Question 9: Detecting Fraud Patterns

Problem: Identify suspicious transaction patterns (multiple transactions in short time from different locations).

WITH transaction_pairs AS (
    SELECT
        t1.customer_id,
        t1.transaction_id AS trans_1,
        t2.transaction_id AS trans_2,
        t1.transaction_time AS time_1,
        t2.transaction_time AS time_2,
        t1.location AS location_1,
        t2.location AS location_2,
        EXTRACT(EPOCH FROM (t2.transaction_time - t1.transaction_time))/60 AS minutes_apart,
        t1.amount + t2.amount AS combined_amount
    FROM transactions t1
    JOIN transactions t2
        ON t1.customer_id = t2.customer_id
        AND t1.transaction_id < t2.transaction_id
        AND t2.transaction_time BETWEEN t1.transaction_time
                                    AND t1.transaction_time + INTERVAL '30 minutes'
    WHERE t1.location != t2.location
)
SELECT
    customer_id,
    COUNT(*) AS suspicious_pairs,
    SUM(combined_amount) AS total_suspicious_amount,
    MIN(minutes_apart) AS fastest_transaction_minutes,
    ARRAY_AGG(DISTINCT location_1 || ' -> ' || location_2) AS location_pairs
FROM transaction_pairs
WHERE minutes_apart <= 15  -- Transactions less than 15 min apart
GROUP BY customer_id
HAVING COUNT(*) >= 2
ORDER BY suspicious_pairs DESC, total_suspicious_amount DESC;

10. Sample Python Interview Questions

Question 1: Data Cleaning Pipeline

Problem: Build a function to clean and prepare customer data for analysis.

import pandas as pd
import numpy as np

def clean_customer_data(df):
    """
    Clean customer data by handling missing values, outliers,
    and standardizing formats.
    """
    # Create a copy to avoid modifying original
    df_clean = df.copy()

    # Handle missing values
    df_clean['email'].fillna('unknown@email.com', inplace=True)
    df_clean['age'].fillna(df_clean['age'].median(), inplace=True)

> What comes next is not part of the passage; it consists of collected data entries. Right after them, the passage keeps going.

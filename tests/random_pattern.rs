//! Tests for the random pattern engine

use bbg_trigger_omatic::engine::random_pattern_engine::{
    RandomPatternConfig, RandomPatternEngine,
};
use bbg_trigger_omatic::engine::{Engine, EngineInputs, EngineOutputs};

// Poti values for the six length bands.
const LENGTH_POTS: [(u16, usize); 6] = [
    (0, 4),
    (171, 8),
    (342, 16),
    (512, 32),
    (683, 64),
    (1023, 128),
];

fn tick(
    engine: &mut RandomPatternEngine,
    outputs: &mut EngineOutputs,
    now: u32,
    trigger_in: bool,
    pot_a: u16,
    pot_b: u16,
) {
    let inputs = EngineInputs {
        now,
        trigger_in,
        pot_a,
        pot_b,
        cv_in: 0,
        mute: false,
    };
    engine.tick(&inputs, outputs);
}

#[test]
fn length_bands() {
    for (pot, expected) in LENGTH_POTS {
        let mut engine = RandomPatternEngine::new(RandomPatternConfig::default());
        let mut outputs = EngineOutputs::default();
        engine.init();

        tick(&mut engine, &mut outputs, 0, false, pot, 512);
        assert_eq!(engine.length(), expected, "poti value {pot}");
        assert_eq!(engine.pattern().len(), expected);
    }
}

#[test]
fn density_bounds_are_deterministic() {
    let mut engine = RandomPatternEngine::new(RandomPatternConfig::default());
    let mut outputs = EngineOutputs::default();
    engine.init();

    // Full density sets every step, whatever the random draws are.
    tick(&mut engine, &mut outputs, 0, false, 1023, 1023);
    assert_eq!(engine.density(), 100);
    assert_eq!(engine.length(), 128);
    for index in 0..engine.length() {
        assert!(engine.pattern().is_set(index));
    }

    // Zero density clears every step.
    tick(&mut engine, &mut outputs, 1, false, 1023, 0);
    assert_eq!(engine.density(), 0);
    for index in 0..engine.length() {
        assert!(!engine.pattern().is_set(index));
    }
}

#[test]
fn density_approximates_fill_ratio() {
    let mut engine = RandomPatternEngine::new(RandomPatternConfig::default());
    let mut outputs = EngineOutputs::default();
    engine.init();
    engine.seed(7);

    // 50 % density over 128 steps.
    tick(&mut engine, &mut outputs, 0, false, 1023, 512);
    assert_eq!(engine.density(), 50);

    let ones = (0..engine.length())
        .filter(|index| engine.pattern().is_set(*index))
        .count();
    assert!((40..=88).contains(&ones), "fill count {ones}");
}

#[test]
fn position_advances_once_per_held_pulse_and_wraps() {
    let mut engine = RandomPatternEngine::new(RandomPatternConfig::default());
    let mut outputs = EngineOutputs::default();
    engine.init();

    // Length 4, full density.
    tick(&mut engine, &mut outputs, 0, false, 0, 1023);
    assert_eq!(engine.length(), 4);
    assert_eq!(engine.position(), 1);

    let mut now = 1000;
    for edge in 0..4usize {
        // A pulse held high over several ticks advances only once.
        for _ in 0..3 {
            tick(&mut engine, &mut outputs, now, true, 0, 1023);
            now += 1;
        }
        let expected = if edge < 3 { edge + 2 } else { 1 };
        assert_eq!(engine.position(), expected);

        for _ in 0..97 {
            tick(&mut engine, &mut outputs, now, false, 0, 1023);
            now += 1;
        }
    }

    // Back at the start after one full round.
    assert_eq!(engine.position(), 1);
}

#[test]
fn playback_follows_the_pattern() {
    let mut engine = RandomPatternEngine::new(RandomPatternConfig::default());
    let mut outputs = EngineOutputs::default();
    engine.init();
    engine.seed(42);

    // Length 8 at 50 % density.
    tick(&mut engine, &mut outputs, 0, false, 171, 512);
    assert_eq!(engine.length(), 8);

    let steps: Vec<bool> = (0..8).map(|index| engine.pattern().is_set(index)).collect();

    // One edge per 100 ms, checked right at the edge tick.
    for now in 1..2000u32 {
        let trigger_in = now >= 1000 && (now - 1000) % 100 < 3;
        tick(&mut engine, &mut outputs, now, trigger_in, 171, 512);

        if now >= 1000 && (now - 1000) % 100 == 0 {
            let step = ((now - 1000) / 100) as usize;
            if step < 8 {
                assert_eq!(
                    outputs.trigger_out, steps[step],
                    "output mismatch at step {step}"
                );
            }
        }
    }
}

#[test]
fn output_pulse_lasts_trigger_length() {
    let mut engine = RandomPatternEngine::new(RandomPatternConfig::default());
    let mut outputs = EngineOutputs::default();
    engine.init();

    // Full density, so every edge produces a pulse.
    tick(&mut engine, &mut outputs, 0, false, 0, 1023);

    for now in 1..1000 {
        tick(&mut engine, &mut outputs, now, false, 0, 1023);
    }

    // Edge at 1000.
    for now in 1000..1080u32 {
        tick(&mut engine, &mut outputs, now, now == 1000, 0, 1023);
        assert_eq!(outputs.trigger_out, now <= 1025, "unexpected output at {now}");
    }
}

#[test]
fn recalculation_resets_playback_and_lights_leds() {
    let config = RandomPatternConfig::default();
    let in_led = config.trigger_in_led_brightness;
    let out_led = config.trigger_out_led_brightness;

    let mut engine = RandomPatternEngine::new(config);
    let mut outputs = EngineOutputs::default();
    engine.init();

    tick(&mut engine, &mut outputs, 0, false, 171, 512);

    // Advance a few positions.
    let mut now = 1000;
    for _ in 0..3 {
        tick(&mut engine, &mut outputs, now, true, 171, 512);
        now += 50;
        tick(&mut engine, &mut outputs, now, false, 171, 512);
        now += 50;
    }
    assert_eq!(engine.position(), 4);

    // A density change regenerates the pattern and restarts playback.
    tick(&mut engine, &mut outputs, 2000, false, 171, 1023);
    assert_eq!(engine.density(), 100);
    assert_eq!(engine.length(), 8);
    assert_eq!(engine.position(), 1);

    // Both LEDs indicate the recalculation, input low or not.
    assert_eq!(outputs.trigger_in_led, in_led);
    assert_eq!(outputs.trigger_out_led, out_led);

    // The indication holds for its window, then the LEDs go dark.
    tick(&mut engine, &mut outputs, 2200, false, 171, 1023);
    assert_eq!(outputs.trigger_in_led, in_led);

    tick(&mut engine, &mut outputs, 2201, false, 171, 1023);
    assert_eq!(outputs.trigger_in_led, 0);
    assert_eq!(outputs.trigger_out_led, 0);
}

    # Remove outliers using IQR method
    Q1 = df_clean['transaction_amount'].quantile(0.25)
    Q3 = df_clean['transaction_amount'].quantile(0.75)
    IQR = Q3 - Q1
    df_clean = df_clean[
        (df_clean['transaction_amount'] >= Q1 - 1.5 * IQR) &
        (df_clean['transaction_amount'] <= Q3 + 1.5 * IQR)
    ]

    # Standardize date formats
    df_clean['signup_date'] = pd.to_datetime(df_clean['signup_date'])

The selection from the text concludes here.